Bankers have run hot and cold on aggregation in the past several years. Though many find the idea appealing, others have found it threatening, because it enables people to view account information from and on other banks' sites. The current debate over whether banks should maintain aggregation services at all shows that these concerns have receded as the benefits of aggregation have failed to capture the attention of mainstream customers.

"The OneLook service was never widely used," wrote Andrea Mahoney, a Wells spokeswoman, in an e-mail. The banking company operated OneLook in-house using TekPortal software from Teknowledge Corp. of Palo Alto, Calif.

"We have run both third-party and in-house solutions for aggregation, and we were among the first to integrate it via single sign-on into the rest of our offering," she wrote. "While we have seen interest in the service in both models, only a very small percentage of customers regularly used it." She would not say how many.

Before bringing the service in-house Wells outsourced it to Yodlee Inc. of Redwood City, Calif. Bank of America Corp. and Wachovia Corp., both of Charlotte, currently offer aggregation services through Yodlee.

Teknowledge no longer owns TekPortal; it sold the technology and transferred the development team to Intuit Inc. in August.

Citigroup Inc. of New York also dropped aggregation when its contract with Yodlee expired this fall. In July, when it announced that it would eliminate its aggregation site, Citi spokesman Mark Rodgers said that the decision was prompted by low usage from customers; last week he said the company has no plans to revive aggregation, with Yodlee or any other vendor.

Lawrence Baxter, Wachovia's chief e-commerce officer, said that current users of aggregation say they like it - but that the volume is so low that banks lack enough data even to decide whether to drop it.

Wachovia said it had 3.2 million active online banking customers in October but only about 48,000 actively using aggregation this week.

If other banks are dropping aggregation or unwilling to share their data on use, Wachovia must keep its service running to get the data necessary for an informed decision, Mr. Baxter said. "It's just going to take time," he said.

He compared aggregation today to online bill payment when it was relatively new. Banks' acceptance of aggregation is "still two or three years" behind their acceptance of bill payment, he said.

Betty Riess, a spokeswoman for Bank of America, said use of aggregation is growing among its most valuable customers, who give it high marks. "It is of value to a certain segment of the market, particularly what we call our premier customers."

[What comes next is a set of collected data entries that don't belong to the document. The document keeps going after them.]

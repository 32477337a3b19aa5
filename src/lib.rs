//! # `ordpool` - Arena-backed Ordered Collections
//!
//! An insertion-ordered hash map built from three layers:
//!
//! 1. **[`Arena`]**: hands out slots of a single element type from boxed
//!    batches that grow by doubling up to a threshold (512 by default) and by
//!    25% after it. A slot is issued at most once for the arena's lifetime.
//! 2. **[`Chain`]**: a doubly linked sequence whose nodes ([`Link`]) live in an
//!    arena and refer to each other by [`SlotHandle`].
//! 3. **[`OrderedMap`]**: a hash index from keys to node handles over a chain,
//!    giving O(1) lookup, insertion and removal with insertion-order
//!    iteration.
//!
//! ## Handles instead of pointers
//!
//! Nodes never hold references to one another. A [`SlotHandle`] carries the
//! issuing arena's identity, the slot coordinates and a generation, so a
//! handle from another arena, or one whose node was retired, is rejected with
//! an [`ArenaError`] or [`ChainError`] rather than followed.
//!
//! ## Threading
//!
//! Nothing here locks. To share a map between threads, wrap it in a
//! [`SyncValue`] and run each whole operation inside its callbacks.
//!
//! ## Example
//!
//! ```rust
//! use ordpool::OrderedMap;
//!
//! let mut map = OrderedMap::with_capacity(10);
//! map.insert("a", 1);
//! map.insert("b", 2);
//! map.insert("a", 100);
//!
//! assert_eq!(map.to_values(), vec![100, 2]);
//! assert_eq!(map.remove("a"), Some(100));
//! assert_eq!(map.iter().collect::<Vec<_>>(), vec![(&"b", &2)]);
//! ```

#![warn(missing_docs, clippy::all, clippy::pedantic)]
#![allow(clippy::module_name_repetitions)]
#![allow(clippy::must_use_candidate)]
#![allow(clippy::missing_errors_doc)]
#![forbid(unsafe_code)]

pub mod alloc;
pub mod collections;
pub mod concurrency;
pub mod error;

pub use alloc::{Arena, ArenaConfig, SlotHandle};
pub use collections::{delete, Chain, Link, OrderedMap};
pub use concurrency::SyncValue;
pub use error::{ArenaError, ChainError};

// Handles are copied into every index entry and link; keep them compact.
const _: () = {
    use core::mem;

    assert!(mem::size_of::<SlotHandle>() == 16);
    assert!(mem::size_of::<Option<SlotHandle>>() <= 20);
};
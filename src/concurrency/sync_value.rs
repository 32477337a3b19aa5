//! `SyncValue`: callback-scoped shared or exclusive access to a value.
//!
//! The collections in this crate do no locking of their own. Wrap one in a
//! `SyncValue` to share it between threads: every whole operation runs inside a
//! callback that holds the lock, and the lock is released when the callback
//! returns or unwinds.

use parking_lot::RwLock;

/// A value behind a reader-writer lock, reachable only through callbacks.
///
/// References handed to the callbacks must not escape them; the borrow checker
/// enforces this.
#[derive(Debug, Default)]
pub struct SyncValue<T> {
    inner: RwLock<T>,
}

impl<T> SyncValue<T> {
    /// Wraps `value`.
    pub fn new(value: T) -> Self {
        Self {
            inner: RwLock::new(value),
        }
    }

    /// Runs `f` with exclusive access to the value.
    #[inline]
    pub fn mutate<R>(&self, f: impl FnOnce(&mut T) -> R) -> R {
        let mut guard = self.inner.write();
        f(&mut guard)
    }

    /// Runs `f` with shared access. Readers do not block each other.
    #[inline]
    pub fn read<R>(&self, f: impl FnOnce(&T) -> R) -> R {
        let guard = self.inner.read();
        f(&guard)
    }

    /// Returns a clone of the current value.
    pub fn get(&self) -> T
    where
        T: Clone,
    {
        self.read(T::clone)
    }

    /// Swaps in `value`, returning the previous one.
    pub fn replace(&self, value: T) -> T {
        self.mutate(|slot| core::mem::replace(slot, value))
    }

    /// Direct access when the wrapper itself is held exclusively.
    pub fn get_mut(&mut self) -> &mut T {
        self.inner.get_mut()
    }

    /// Unwraps the value.
    pub fn into_inner(self) -> T {
        self.inner.into_inner()
    }
}

impl<T> From<T> for SyncValue<T> {
    fn from(value: T) -> Self {
        Self::new(value)
    }
}
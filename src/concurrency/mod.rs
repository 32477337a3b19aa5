//! Concurrency helpers.
//!
//! Important: the collections themselves are single-threaded. This module
//! provides the wrapper callers place around a whole collection to share it.

pub mod sync_value;

pub use sync_value::SyncValue;
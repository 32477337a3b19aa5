//! Arena sizing parameters and the batch growth schedule.

use serde::{Deserialize, Serialize};

/// Configuration for an [`Arena`](super::Arena).
///
/// `capacity` sizes the first batch (zero defers allocation to the first
/// request). `growth_threshold` is where the schedule switches from doubling
/// to +25% steps.
#[derive(Clone, Copy, Debug, PartialEq, Eq, Serialize, Deserialize)]
#[serde(default)]
pub struct ArenaConfig {
    /// Size of the batch allocated at construction.
    pub capacity: usize,
    /// Batch size below which the next batch doubles.
    pub growth_threshold: usize,
}

impl ArenaConfig {
    /// Default switch point between doubling and +25% growth.
    pub const DEFAULT_GROWTH_THRESHOLD: usize = 512;

    /// Config with the given first batch size and the default threshold.
    pub fn new(capacity: usize) -> Self {
        Self {
            capacity,
            growth_threshold: Self::DEFAULT_GROWTH_THRESHOLD,
        }
    }

    /// Replaces the growth threshold.
    #[must_use]
    pub fn with_growth_threshold(mut self, growth_threshold: usize) -> Self {
        self.growth_threshold = growth_threshold;
        self
    }

    /// Size of the batch that follows one of `current` slots.
    ///
    /// `buffered` is the capacity the free list already holds; when it exceeds
    /// the computed figure it wins, so a batch is never smaller than the
    /// storage already reserved for it.
    pub fn next_batch_size(&self, current: usize, buffered: usize) -> usize {
        let mut line = if current < self.growth_threshold {
            current.saturating_mul(2)
        } else {
            current.saturating_add(current >> 2)
        };

        if line == 0 {
            line = 1;
        }

        if buffered > line {
            line = buffered;
        }

        line
    }
}

impl Default for ArenaConfig {
    fn default() -> Self {
        Self::new(0)
    }
}
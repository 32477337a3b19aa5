//! Collections built on [`Arena`](crate::alloc::Arena) slots.
//!
//! Collections are organized by data structure type:
//! - `hash`: Hash-indexed maps
//! - `other`: Linkage primitives (the intrusive chain)

pub mod hash;
pub mod other;

pub use hash::{delete, OrderedMap};
pub use other::{Chain, Link};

John Beale is the chief information officer at City National Corp. of Beverly Hills, Calif., which serves private banking and business customers - and which abandoned aggregation last year, after a six-month pilot test of Yodlee's software.

He said his customers were reluctant to enroll in the service because they had to submit information they had repeatedly been told never to share - their passwords to other accounts at other financial companies.

"There is this issue of having to release information to the aggregator," Mr. Beale said. "I think our clients like to control their information."

Furthermore, he said, submitting data on multiple accounts may have been inconvenient.

Aggregation has "got to be really driven by client acceptance and need," Mr. Beale said. "It's a great technology - I think it has a number of possibilities - but it didn't have strong acceptance."

Mr. Baxter said that enrolling in aggregation is a chore, but that signing up for online bill payment can be equally tedious. "You've got to get the customer through a lot of pain to prove the convenience," but many customers have demonstrated that they are willing, he said.

Dan Schatt, a senior analyst for the Boston market research firm Celent Communications LLC, said aggregation "has always had a tough time," particularly in proving its return on investment.

Mr. Schatt also compared aggregation to online bill payment and said they offer many of the same benefits for banks. People who use aggregation are likely to interact more with their bank, he said, and they are using the Internet, which costs banks less than branch visits or answering phone calls.

"These are all the characteristics that you see with users of online bill pay," he said.